▶ **EXTRACTED ENTRIES**
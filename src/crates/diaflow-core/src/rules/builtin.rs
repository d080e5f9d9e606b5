//! Built-in connection and transform rules
//!
//! These replicate the default rule set the compiler and engine rely on:
//!
//! | rule | category | priority | effect |
//! |------|----------|----------|--------|
//! | `start_no_input` | connection | high | nothing may target a start node |
//! | `endpoint_no_output` | connection | high | endpoints may not be a source |
//! | `output_capable` | connection | normal | output-capable kinds may not feed start (safety net) |
//! | `personjob_tool_extraction` | transform | normal | person jobs with tools get `extract_tool_results` |

use super::registry::{
    ConnectionRule, RegisterOptions, RuleCategory, RuleKey, RulePriority, RuleRegistry,
    TransformRule,
};
use crate::domain::NodeType;
use crate::error::Result;
use crate::nodes::ExecutableNode;
use std::sync::Arc;

/// Start nodes cannot receive input connections.
pub struct StartNoInputRule;

impl ConnectionRule for StartNoInputRule {
    fn can_connect(&self, _source_type: NodeType, target_type: NodeType) -> bool {
        target_type != NodeType::Start
    }

    fn reason(&self, _source_type: NodeType, target_type: NodeType) -> Option<String> {
        (target_type == NodeType::Start)
            .then(|| "start nodes cannot receive input connections".to_string())
    }
}

/// Endpoint nodes cannot send output connections.
pub struct EndpointNoOutputRule;

impl ConnectionRule for EndpointNoOutputRule {
    fn can_connect(&self, source_type: NodeType, _target_type: NodeType) -> bool {
        source_type != NodeType::Endpoint
    }

    fn reason(&self, source_type: NodeType, _target_type: NodeType) -> Option<String> {
        (source_type == NodeType::Endpoint)
            .then(|| "endpoint nodes cannot send output connections".to_string())
    }
}

/// Output-capable node kinds may target anything except start.
///
/// Redundant with `start_no_input`; kept as a normal-priority safety net
/// so dropping either rule alone still protects start nodes.
pub struct OutputCapableRule;

impl OutputCapableRule {
    const OUTPUT_CAPABLE: [NodeType; 5] = [
        NodeType::PersonJob,
        NodeType::Condition,
        NodeType::CodeJob,
        NodeType::ApiJob,
        NodeType::Start,
    ];
}

impl ConnectionRule for OutputCapableRule {
    fn can_connect(&self, source_type: NodeType, target_type: NodeType) -> bool {
        if Self::OUTPUT_CAPABLE.contains(&source_type) {
            target_type != NodeType::Start
        } else {
            true
        }
    }

    fn reason(&self, source_type: NodeType, target_type: NodeType) -> Option<String> {
        (Self::OUTPUT_CAPABLE.contains(&source_type) && target_type == NodeType::Start)
            .then(|| format!("{source_type} nodes cannot connect to start nodes"))
    }
}

/// Inject `extract_tool_results` on edges leaving a person job that has
/// tools configured.
pub struct PersonJobToolExtractionRule;

impl TransformRule for PersonJobToolExtractionRule {
    fn applies_to(&self, source: &ExecutableNode, _target: &ExecutableNode) -> bool {
        source.tools().map(|t| !t.is_empty()).unwrap_or(false)
    }

    fn transform(
        &self,
        source: &ExecutableNode,
        target: &ExecutableNode,
    ) -> serde_json::Map<String, serde_json::Value> {
        let mut map = serde_json::Map::new();
        if self.applies_to(source, target) {
            map.insert("extract_tool_results".into(), serde_json::Value::Bool(true));
        }
        map
    }
}

/// Register the default rule set into `registry`.
pub fn register_default_rules(registry: &RuleRegistry) -> Result<()> {
    registry.register_connection_rule(
        RuleKey::new("start_no_input", RuleCategory::Connection)
            .with_priority(RulePriority::High)
            .with_description("start nodes cannot receive input connections"),
        Arc::new(StartNoInputRule),
        RegisterOptions::default(),
    )?;
    registry.register_connection_rule(
        RuleKey::new("endpoint_no_output", RuleCategory::Connection)
            .with_priority(RulePriority::High)
            .with_description("endpoint nodes cannot send output connections"),
        Arc::new(EndpointNoOutputRule),
        RegisterOptions::default(),
    )?;
    registry.register_connection_rule(
        RuleKey::new("output_capable", RuleCategory::Connection)
            .with_description("output-capable nodes can connect to any node except start"),
        Arc::new(OutputCapableRule),
        RegisterOptions::default(),
    )?;
    registry.register_transform_rule(
        RuleKey::new("personjob_tool_extraction", RuleCategory::Transform)
            .with_description("extract tool results from person jobs with tools"),
        Arc::new(PersonJobToolExtractionRule),
        RegisterOptions::default(),
    )?;
    Ok(())
}

#[cfg(test)]
mod tests {
    use super::*;
    use crate::domain::Vec2;
    use crate::nodes::{CodeJobNode, ContextCleaningRule, PersonJobNode};
    use crate::rules::Environment;

    fn person_node(tools: Vec<String>) -> ExecutableNode {
        ExecutableNode::PersonJob(PersonJobNode {
            id: "p".into(),
            label: "p".into(),
            position: Vec2::default(),
            person_id: "alice".into(),
            first_only_prompt: None,
            default_prompt: None,
            max_iteration: 1,
            context_cleaning_rule: ContextCleaningRule::NoForget,
            tools,
        })
    }

    fn code_node() -> ExecutableNode {
        ExecutableNode::CodeJob(CodeJobNode {
            id: "c".into(),
            label: "c".into(),
            position: Vec2::default(),
            language: "python".into(),
            code: "1".into(),
            timeout_secs: None,
        })
    }

    #[test]
    fn test_defaults_protect_start_and_endpoint() {
        let registry = RuleRegistry::with_defaults(Environment::Testing);
        assert!(!registry.can_connect(NodeType::CodeJob, NodeType::Start));
        assert!(!registry.can_connect(NodeType::Endpoint, NodeType::CodeJob));
        assert!(registry.can_connect(NodeType::Start, NodeType::CodeJob));
        assert!(registry.can_connect(NodeType::CodeJob, NodeType::Endpoint));
    }

    #[test]
    fn test_tool_extraction_only_with_tools() {
        let registry = RuleRegistry::with_defaults(Environment::Testing);

        let with_tools = person_node(vec!["search".into()]);
        let transforms = registry.data_transform(&with_tools, &code_node());
        assert_eq!(
            transforms.get("extract_tool_results"),
            Some(&serde_json::json!(true))
        );

        let without_tools = person_node(vec![]);
        let transforms = registry.data_transform(&without_tools, &code_node());
        assert!(transforms.is_empty());
    }
}
//! Ports consumed by the core
//!
//! Implementations of these traits are injected through the
//! [`ServiceRegistry`](crate::services::ServiceRegistry). The core never
//! talks to a provider SDK, the filesystem or the network directly:
//! handlers resolve a port and await it. All ports must be safe to call
//! concurrently.
//!
//! The [`StateStore`](diaflow_state::StateStore) port lives in the
//! `diaflow-state` crate and is re-exported from the crate root.

use crate::error::Result;
use crate::memory::Message;
use async_trait::async_trait;
use diaflow_state::TokenUsage;
use serde_json::Value;

/// Options forwarded to an LLM completion call.
#[derive(Debug, Clone, Default)]
pub struct CompletionOptions {
    pub temperature: Option<f64>,
    pub max_tokens: Option<u32>,
    /// Tool names the person may call
    pub tools: Vec<String>,
}

/// Result of an LLM completion call.
#[derive(Debug, Clone)]
pub struct CompletionResult {
    /// Completion text
    pub text: String,
    /// Provider-reported token usage
    pub token_usage: TokenUsage,
    /// Structured tool outputs, when the provider executed tools
    pub tool_outputs: Option<Value>,
}

/// LLM completion port. Provider adapters (OpenAI, Anthropic, ...) are
/// external collaborators implementing this trait.
#[async_trait]
pub trait LlmService: Send + Sync {
    async fn complete(
        &self,
        messages: &[Message],
        model: &str,
        api_key_id: &str,
        options: &CompletionOptions,
    ) -> Result<CompletionResult>;
}

/// Filesystem port used by db/endpoint handlers.
#[async_trait]
pub trait FileService: Send + Sync {
    async fn read(&self, path: &str) -> Result<Vec<u8>>;
    async fn write(&self, path: &str, content: &[u8]) -> Result<()>;
    async fn exists(&self, path: &str) -> Result<bool>;
    async fn list(&self, dir: &str) -> Result<Vec<String>>;
}

/// A resolved API key.
#[derive(Debug, Clone)]
pub struct ApiKey {
    pub service: String,
    pub key: String,
}

/// Summary entry returned by [`ApiKeyService::list`].
#[derive(Debug, Clone)]
pub struct ApiKeySummary {
    pub id: String,
    pub label: String,
    pub service: String,
}

/// API key lookup port.
#[async_trait]
pub trait ApiKeyService: Send + Sync {
    async fn get(&self, id: &str) -> Result<ApiKey>;
    async fn list(&self) -> Result<Vec<ApiKeySummary>>;
}

/// Outbound event routing port (web UI, CLI monitors).
#[async_trait]
pub trait MessageRouter: Send + Sync {
    /// Broadcast an event to everything subscribed to the execution.
    async fn broadcast_to_execution(&self, execution_id: &str, event: Value) -> Result<()>;
    /// Publish a message on an arbitrary channel.
    async fn publish(&self, channel: &str, message: Value) -> Result<()>;
}

/// Notion integration port (external collaborator).
#[async_trait]
pub trait NotionService: Send + Sync {
    async fn execute(&self, operation: &str, params: Value) -> Result<Value>;
}

/// Condition expression evaluation port.
///
/// The engine uses this for every condition except the
/// `detect_max_iterations` variant, which is resolved from scheduler
/// state. When no evaluator is registered, the engine falls back to
/// [`BasicConditionEvaluator`](crate::eval::BasicConditionEvaluator).
#[async_trait]
pub trait ConditionEvaluator: Send + Sync {
    async fn evaluate(&self, expression: &str, context: &Value) -> Result<bool>;
}

/// Stored-diagram listing entry.
#[derive(Debug, Clone)]
pub struct DiagramEntry {
    pub id: String,
    pub name: Option<String>,
    pub format: crate::formats::DiagramFormat,
    pub modified: chrono::DateTime<chrono::Utc>,
}

/// Diagram persistence port.
#[async_trait]
pub trait DiagramStorage: Send + Sync {
    async fn load(&self, id: &str) -> Result<crate::domain::DomainDiagram>;
    async fn save(&self, id: &str, diagram: &crate::domain::DomainDiagram) -> Result<()>;
    async fn list(&self) -> Result<Vec<DiagramEntry>>;
    async fn delete(&self, id: &str) -> Result<()>;
}

/// Prompt/response bridge for `user_response` nodes.
#[async_trait]
pub trait InteractiveHandler: Send + Sync {
    async fn prompt(&self, execution_id: &str, node_id: &str, prompt: &str, context: &Value)
        -> Result<String>;
}
/// HTTP request node (client injected).
#[derive(Debug, Clone, Serialize, Deserialize)]
pub struct ApiJobNode {
    pub id: String,
    pub label: String,
    pub position: Vec2,
    pub url: String,
    pub method: String,
    pub headers: serde_json::Map<String, serde_json::Value>,
    pub body: Option<serde_json::Value>,
    pub timeout_secs: Option<u64>,
}

/// File-backed data node.
#[derive(Debug, Clone, Serialize, Deserialize)]
pub struct DbNode {
    pub id: String,
    pub label: String,
    pub position: Vec2,
    pub operation: DbOperation,
    pub file: String,
    pub data: Option<serde_json::Value>,
}

/// Notion integration node (client injected).
#[derive(Debug, Clone, Serialize, Deserialize)]
pub struct NotionNode {
    pub id: String,
    pub label: String,
    pub position: Vec2,
    pub operation: String,
    pub page_id: Option<String>,
    pub database_id: Option<String>,
}

/// Interactive prompt node.
#[derive(Debug, Clone, Serialize, Deserialize)]
pub struct UserResponseNode {
    pub id: String,
    pub label: String,
    pub position: Vec2,
    pub prompt: String,
    pub timeout_secs: Option<u64>,
}

/// External hook node.
#[derive(Debug, Clone, Serialize, Deserialize)]
pub struct HookNode {
    pub id: String,
    pub label: String,
    pub position: Vec2,
    pub hook_type: String,
    pub config: serde_json::Map<String, serde_json::Value>,
}

/// A typed, immutable node of a compiled diagram.
///
/// Which fields are populated is determined by the variant; shared fields
/// (`id`, `label`, `position`) are exposed through accessors.
#[derive(Debug, Clone, Serialize, Deserialize)]
#[serde(tag = "type", rename_all = "snake_case")]
pub enum ExecutableNode {
    Start(StartNode),
    Endpoint(EndpointNode),
    Condition(ConditionNode),
    PersonJob(PersonJobNode),
    PersonBatchJob(PersonBatchJobNode),
    CodeJob(CodeJobNode),
    ApiJob(ApiJobNode),
    Db(DbNode),
    Notion(NotionNode),
    UserResponse(UserResponseNode),
    Hook(HookNode),
}

impl ExecutableNode {
    /// Node id.
    pub fn id(&self) -> &str {
        match self {
            Self::Start(n) => &n.id,
            Self::Endpoint(n) => &n.id,
            Self::Condition(n) => &n.id,
            Self::PersonJob(n) => &n.id,
            Self::PersonBatchJob(n) => &n.id,
            Self::CodeJob(n) => &n.id,
            Self::ApiJob(n) => &n.id,
            Self::Db(n) => &n.id,
            Self::Notion(n) => &n.id,
            Self::UserResponse(n) => &n.id,
            Self::Hook(n) => &n.id,
        }
    }

    /// Node kind.
    pub fn node_type(&self) -> NodeType {
        match self {
            Self::Start(_) => NodeType::Start,
            Self::Endpoint(_) => NodeType::Endpoint,
            Self::Condition(_) => NodeType::Condition,
            Self::PersonJob(_) => NodeType::PersonJob,
            Self::PersonBatchJob(_) => NodeType::PersonBatchJob,
            Self::CodeJob(_) => NodeType::CodeJob,
            Self::ApiJob(_) => NodeType::ApiJob,
            Self::Db(_) => NodeType::Db,
            Self::Notion(_) => NodeType::Notion,
            Self::UserResponse(_) => NodeType::UserResponse,
            Self::Hook(_) => NodeType::Hook,
        }
    }

    /// Display label.
    pub fn label(&self) -> &str {
        match self {
            Self::Start(n) => &n.label,
            Self::Endpoint(n) => &n.label,
            Self::Condition(n) => &n.label,
            Self::PersonJob(n) => &n.label,
            Self::PersonBatchJob(n) => &n.label,
            Self::CodeJob(n) => &n.label,
            Self::ApiJob(n) => &n.label,
            Self::Db(n) => &n.label,
            Self::Notion(n) => &n.label,
            Self::UserResponse(n) => &n.label,
            Self::Hook(n) => &n.label,
        }
    }

    /// Canvas position.
    pub fn position(&self) -> Vec2 {
        match self {
            Self::Start(n) => n.position,
            Self::Endpoint(n) => n.position,
            Self::Condition(n) => n.position,
            Self::PersonJob(n) => n.position,
            Self::PersonBatchJob(n) => n.position,
            Self::CodeJob(n) => n.position,
            Self::ApiJob(n) => n.position,
            Self::Db(n) => n.position,
            Self::Notion(n) => n.position,
            Self::UserResponse(n) => n.position,
            Self::Hook(n) => n.position,
        }
    }

    /// Join policy for readiness evaluation. Condition nodes carry their
    /// configured policy (default `any`); every other node joins on `all`.
    pub fn join_policy(&self) -> JoinPolicy {
        match self {
            Self::Condition(n) => n.join_policy,
            _ => JoinPolicy::All,
        }
    }

    /// Iteration cap, for node kinds that loop.
    pub fn max_iteration(&self) -> Option<u32> {
        match self {
            Self::PersonJob(n) => Some(n.max_iteration),
            Self::PersonBatchJob(n) => Some(n.max_iteration),
            _ => None,
        }
    }

    /// Person bound to this node, for LLM node kinds.
    pub fn person_id(&self) -> Option<&str> {
        match self {
            Self::PersonJob(n) => Some(&n.person_id),
            Self::PersonBatchJob(n) => Some(&n.person_id),
            _ => None,
        }
    }

    /// Tools configured on this node, for LLM node kinds.
    pub fn tools(&self) -> Option<&[String]> {
        match self {
            Self::PersonJob(n) => Some(&n.tools),
            Self::PersonBatchJob(n) => Some(&n.tools),
            _ => None,
        }
    }
}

▶ **AIM OF THE TASK**
Retype the listing above, word for word, from its first line to the line containing "use std::sync::Arc;", both ends included.

▶ **TASK ANSWER**
filename src/crates/diaflow-core/src/rules/builtin.rs
repository d080e5f9d9e606b5
//! Built-in connection and transform rules
//!
//! These replicate the default rule set the compiler and engine rely on:
//!
//! | rule | category | priority | effect |
//! |------|----------|----------|--------|
//! | `start_no_input` | connection | high | nothing may target a start node |
//! | `endpoint_no_output` | connection | high | endpoints may not be a source |
//! | `output_capable` | connection | normal | output-capable kinds may not feed start (safety net) |
//! | `personjob_tool_extraction` | transform | normal | person jobs with tools get `extract_tool_results` |

use super::registry::{
    ConnectionRule, RegisterOptions, RuleCategory, RuleKey, RulePriority, RuleRegistry,
    TransformRule,
};
use crate::domain::NodeType;
use crate::error::Result;
use crate::nodes::ExecutableNode;
use std::sync::Arc;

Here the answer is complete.